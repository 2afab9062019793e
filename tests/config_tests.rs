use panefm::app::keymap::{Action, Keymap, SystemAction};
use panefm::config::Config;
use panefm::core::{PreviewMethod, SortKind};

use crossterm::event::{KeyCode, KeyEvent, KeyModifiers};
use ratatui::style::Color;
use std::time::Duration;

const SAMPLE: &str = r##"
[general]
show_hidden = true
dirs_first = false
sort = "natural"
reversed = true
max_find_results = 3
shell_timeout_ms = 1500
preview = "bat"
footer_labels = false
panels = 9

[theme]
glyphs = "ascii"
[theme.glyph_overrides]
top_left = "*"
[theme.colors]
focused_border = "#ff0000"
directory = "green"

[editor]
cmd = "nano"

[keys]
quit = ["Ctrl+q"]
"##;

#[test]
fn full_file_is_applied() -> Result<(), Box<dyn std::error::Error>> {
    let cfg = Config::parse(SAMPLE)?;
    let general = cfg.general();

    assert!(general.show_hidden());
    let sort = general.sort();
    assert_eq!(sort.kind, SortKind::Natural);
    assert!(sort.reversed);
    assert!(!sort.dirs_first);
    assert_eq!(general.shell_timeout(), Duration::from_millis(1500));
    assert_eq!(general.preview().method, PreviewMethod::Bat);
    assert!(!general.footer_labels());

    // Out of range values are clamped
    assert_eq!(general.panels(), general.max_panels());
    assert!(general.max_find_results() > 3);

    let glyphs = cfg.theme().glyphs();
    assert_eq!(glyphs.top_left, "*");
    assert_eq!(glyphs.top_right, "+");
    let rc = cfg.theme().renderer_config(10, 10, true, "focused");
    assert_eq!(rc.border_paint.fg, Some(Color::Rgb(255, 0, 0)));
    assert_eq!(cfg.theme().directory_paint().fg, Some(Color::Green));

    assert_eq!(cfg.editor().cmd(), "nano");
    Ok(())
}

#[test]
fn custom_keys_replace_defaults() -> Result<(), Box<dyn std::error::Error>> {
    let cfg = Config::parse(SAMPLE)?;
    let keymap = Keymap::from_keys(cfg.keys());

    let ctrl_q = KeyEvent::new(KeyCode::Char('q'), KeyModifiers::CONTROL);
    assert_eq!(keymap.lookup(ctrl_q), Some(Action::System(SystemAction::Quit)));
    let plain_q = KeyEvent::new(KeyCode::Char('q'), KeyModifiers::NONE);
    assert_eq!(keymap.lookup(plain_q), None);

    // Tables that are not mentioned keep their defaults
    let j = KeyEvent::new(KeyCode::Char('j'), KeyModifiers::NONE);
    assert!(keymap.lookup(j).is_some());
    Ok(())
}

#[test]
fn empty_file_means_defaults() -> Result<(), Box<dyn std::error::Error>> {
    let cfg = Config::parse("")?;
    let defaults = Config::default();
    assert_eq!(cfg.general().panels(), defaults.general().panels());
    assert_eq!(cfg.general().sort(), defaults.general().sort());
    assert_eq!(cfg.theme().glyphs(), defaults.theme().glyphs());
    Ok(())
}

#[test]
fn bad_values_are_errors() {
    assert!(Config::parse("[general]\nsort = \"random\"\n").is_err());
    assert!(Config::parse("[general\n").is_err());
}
# # # # # # #
* **Your objective**
Copy out every line of the data in which the word "KeyCode" is found.

* **Answer for this exercise**
use crossterm::event::{KeyCode, KeyEvent, KeyModifiers};
    let ctrl_q = KeyEvent::new(KeyCode::Char('q'), KeyModifiers::CONTROL);
    let plain_q = KeyEvent::new(KeyCode::Char('q'), KeyModifiers::NONE);
    let j = KeyEvent::new(KeyCode::Char('j'), KeyModifiers::NONE);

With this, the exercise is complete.